Anumber of tools arose to help programmers deal with those text files. Popular among them was grep, which allowed users to find substrings in a file, sed, which allowed users to replace substrings in files, and ed, which allowed users to edit files one line at a time. A lot of the operations were too complex to be described by positional definition (e.g., change the 20th through 24th character), and so regular expressions were born.

The language of Regular Expressions is largely mathematical. The full syntax itself can be daunting, but it's incredibly powerful in its ability to describe very complex substrings and variations. The good news is that the basic syntax is actually easy to master and offers a significant tool to developers. Using Regular Expressions, you can match, capture, replace, and split substrings, all using the same syntax notation and a few lines of code.

One problem with Regular Expressions is that there are several implementations, some of which use small variants on the syntax. But practically all implementations support the same syntactic elements, even if the actual character representations are slightly different.

Putting Regular Expressions to work
Regular Expressions are powerful, but what can you do with them? Within the .NET Framework, you can use Regular Expressions in validation controls to quickly and easily validate text input. For example, you can validate that the user entered a valid zip code, vehicle license plate number, social security number, and so on. RegEx is also useful for matching and extracting substrings out of a bigger string or file contents. For instance, you could write a Regular Expression to extract every URL from an HTML file or every e-mail from an SMTP standard mail header.

Finally, you can use RegEx to transform one string into another using the replacement constructs. For example, you could take a comma-delimited (CSV) file and invert the order of the input fields to result in a new output file.

Basic Regular Expressions
Let's start by picking up some basic Regular Expressions syntax you can use in your toolset.

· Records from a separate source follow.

//! Policy engine for automatic conflict resolution
//!
//! Evaluates conflict rules from configuration to determine automatic resolution
//! strategies. Rules are matched using glob patterns in first-match-wins order.

use glob::Pattern;
use serde::{Deserialize, Serialize};
use tracing::{debug, trace};

use ondrift_core::domain::conflict::Resolution;

use crate::error::ConflictError;

/// A single conflict resolution rule from configuration
#[derive(Debug, Clone, Serialize, Deserialize)]
pub struct ConflictRule {
    /// Glob pattern to match file paths (e.g., "**/*.docx", "Documents/**")
    pub pattern: String,
    /// Resolution strategy to apply when the pattern matches
    pub strategy: String,
}

impl ConflictRule {
    /// Validates the rule's glob pattern and strategy
    pub fn validate(&self) -> Result<(), ConflictError> {
        Pattern::new(&self.pattern).map_err(|e| ConflictError::InvalidPattern {
            pattern: self.pattern.clone(),
            reason: e.to_string(),
        })?;

        parse_strategy(&self.strategy).ok_or_else(|| ConflictError::InvalidPattern {
            pattern: self.pattern.clone(),
            reason: format!(
                "invalid strategy '{}'; valid: keep_local, keep_remote, keep_both",
                self.strategy
            ),
        })?;

        Ok(())
    }
}

/// Engine that evaluates conflict resolution rules
pub struct PolicyEngine {
    rules: Vec<(Pattern, Resolution)>,
    default_strategy: Resolution,
}

impl PolicyEngine {
    /// Creates a PolicyEngine from the default strategy string and a list of rules
    ///
    /// Invalid rules are logged and skipped.
    pub fn new(default_strategy: &str, rules: &[ConflictRule]) -> Self {
        let default = parse_strategy(default_strategy).unwrap_or(Resolution::Manual);

        let compiled_rules: Vec<(Pattern, Resolution)> = rules
            .iter()
            .filter_map(|rule| {
                let pattern = match Pattern::new(&rule.pattern) {
                    Ok(p) => p,
                    Err(e) => {
                        tracing::warn!(
                            pattern = %rule.pattern,
                            error = %e,
                            "Skipping invalid conflict rule pattern"
                        );
                        return None;
                    }
                };
                let resolution = match parse_strategy(&rule.strategy) {
                    Some(r) => r,
                    None => {
                        tracing::warn!(
                            strategy = %rule.strategy,
                            "Skipping invalid conflict rule strategy"
                        );
                        return None;
                    }
                };
                Some((pattern, resolution))
            })
            .collect();

        debug!(
            rules_count = compiled_rules.len(),
            default = %default,
            "PolicyEngine initialized"
        );

        Self {
            rules: compiled_rules,
            default_strategy: default,
        }
    }

    /// Evaluates the policy for a given file path (relative to sync root)
    ///
    /// Uses first-match-wins: the first rule whose glob matches the path
    /// determines the resolution. If no rule matches, returns the default strategy.
    pub fn evaluate(&self, relative_path: &str) -> Resolution {
        for (pattern, resolution) in &self.rules {
            if pattern.matches(relative_path) {
                trace!(
                    path = %relative_path,
                    pattern = %pattern,
                    resolution = %resolution,
                    "Conflict rule matched"
                );
                return resolution.clone();
            }
        }

        trace!(
            path = %relative_path,
            default = %self.default_strategy,
            "No conflict rule matched, using default"
        );
        self.default_strategy.clone()
    }

    /// Returns the default resolution strategy
    pub fn default_strategy(&self) -> &Resolution {
        &self.default_strategy
    }

    /// Returns the number of compiled rules
    pub fn rules_count(&self) -> usize {
        self.rules.len()
    }
}

/// Parses a strategy string into a Resolution enum
fn parse_strategy(s: &str) -> Option<Resolution> {
    match s {
        "keep_local" => Some(Resolution::KeepLocal),
        "keep_remote" => Some(Resolution::KeepRemote),
        "keep_both" => Some(Resolution::KeepBoth),
        "manual" => Some(Resolution::Manual),
        _ => None,
    }
}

Literal Strings and Anchors
The basis of any string expression is the literal matching of any one character or set of characters. With the exception of special syntax elements, RegEx assumes that an expression of the form john will match the literal substring john. In addition, RegEx offers two position-based constructs (called anchors). The special character ^ signifies the beginning of a line, while $ signifies the end of a line. For example, ^foo will match an occurrence of foo at the beginning of a line. In the same fashion, ^this is a line$ will match this is a line only if it exists as a whole line of text, from beginning to end.

Character escapes
You'll often need to match some common special characters within an expression. RegEx supports most of the same character escapes as the rest of your code. These include

In addition, you can escape any special character within RegEx. You can always match special characters in an expression by escaping them with a backslash. For example, \^ will match a literal carat (^) and \$ will match a literal dollar sign ($).

Character classes
RegEx enables you to designate certain types or of characters as a class. The simplest character class is represented by the period (.), and it designates any character in the string. This is our generic reusable character and comes in very handy in writing expressions.

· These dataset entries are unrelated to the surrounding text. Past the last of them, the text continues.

// ============================================================================
// T083: Manual dehydration methods
// ============================================================================

impl DehydrationManager {
    /// Manually dehydrate a specific file.
    ///
    /// Checks that the file is eligible (Hydrated state, no open handles)
    /// and dehydrates it.
    ///
    /// # Arguments
    ///
    /// * `ino` - FUSE inode number of the file to dehydrate
    ///
    /// # Returns
    ///
    /// Number of bytes freed, or an error if dehydration is not allowed.
    pub async fn dehydrate_path(&self, ino: u64) -> Result<u64, FuseError> {
        // Look up the inode entry
        let entry = self.inode_table.get(ino).ok_or_else(|| {
            FuseError::NotFound(format!("Inode {} not found", ino))
        })?;

        // Check if file is open
        if entry.open_handles() > 0 {
            return Err(FuseError::PermissionDenied(format!(
                "Cannot dehydrate file with {} open handles",
                entry.open_handles()
            )));
        }

        // Check state
        let state = entry.state();
        if !matches!(state, ItemState::Hydrated) {
            return Err(FuseError::InvalidArgument(format!(
                "Cannot dehydrate file in state {:?}. Only Hydrated files can be dehydrated.",
                state
            )));
        }

        // Get file info (clone to release the borrow)
        let remote_id = entry.remote_id().cloned().ok_or_else(|| {
            FuseError::InvalidArgument("File has no remote ID".to_string())
        })?;
        let item_id = *entry.item_id();

        // Drop the entry ref before async operations
        drop(entry);

        // Get file size
        let cache_path = self.cache.cache_path(&remote_id);
        let file_size = if cache_path.exists() {
            std::fs::metadata(&cache_path)
                .map(|m| m.len())
                .unwrap_or(0)
        } else {
            0
        };

        // Remove cached content
        self.cache.remove(&remote_id)?;

        // Update state to Online
        self.write_handle
            .update_state(item_id, ItemState::Online)
            .await
            .map_err(|e| FuseError::DatabaseError(e.to_string()))?;

        // Note: InodeTable entry state will be refreshed when the file is next accessed.
        // Database is the source of truth for state.

        info!(ino, freed_bytes = file_size, "Manually dehydrated file");

        Ok(file_size)
    }

    /// Manually dehydrate multiple files.
    ///
    /// Processes each file and returns a comprehensive report.
    ///
    /// # Arguments
    ///
    /// * `inos` - List of FUSE inode numbers to dehydrate
    ///
    /// # Returns
    ///
    /// A report of the dehydration operation.
    pub async fn dehydrate_paths(&self, inos: Vec<u64>) -> Result<DehydrationReport, FuseError> {
        let mut report = DehydrationReport::default();

        for ino in inos {
            match self.dehydrate_path(ino).await {
                Ok(freed_bytes) => {
                    report.dehydrated_count += 1;
                    report.bytes_freed += freed_bytes;
                }
                Err(FuseError::NotFound(msg)) => {
                    report.skipped_count += 1;
                    report.errors.push(format!("Not found: {}", msg));
                }
                Err(FuseError::PermissionDenied(msg)) => {
                    report.skipped_count += 1;
                    report.errors.push(format!("Permission denied: {}", msg));
                }
                Err(FuseError::InvalidArgument(msg)) => {
                    report.skipped_count += 1;
                    report.errors.push(format!("Invalid state: {}", msg));
                }
                Err(e) => {
                    report.error_count += 1;
                    report.errors.push(format!("Error dehydrating {}: {}", ino, e));
                }
            }
        }

        Ok(report)
    }
}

RegEx also offers a way to designate other special character classes. For example, you can use \w to designate any word character, generally considered the alpha characters (a-z and A-Z), the numeric characters (0-9), and an underscore (_). The \d sequence specifies any numeric character in the range of zero through nine (0-9). You can use \s to designate any white-space character, including spaces, tabs, and new lines.

In some cases, you may want to use the character classes in exclusionary form. In other words, you might need to specify any non-numeric character or any non-white-space character. RegEx meets this need by capitalizing the designator within the sequence. So, for example, \S refers to any non-white-space character.

Character sets
The last construct we'll introduce in this article is the character set. Let's assume that you need a validation expression for a phone number. The rules for phone numbers require that the first digit in an area code not be a zero (0) or a one (1), because those numbers are used to designate country codes. So clearly, you can't use \d to designate the first digit of the phone number.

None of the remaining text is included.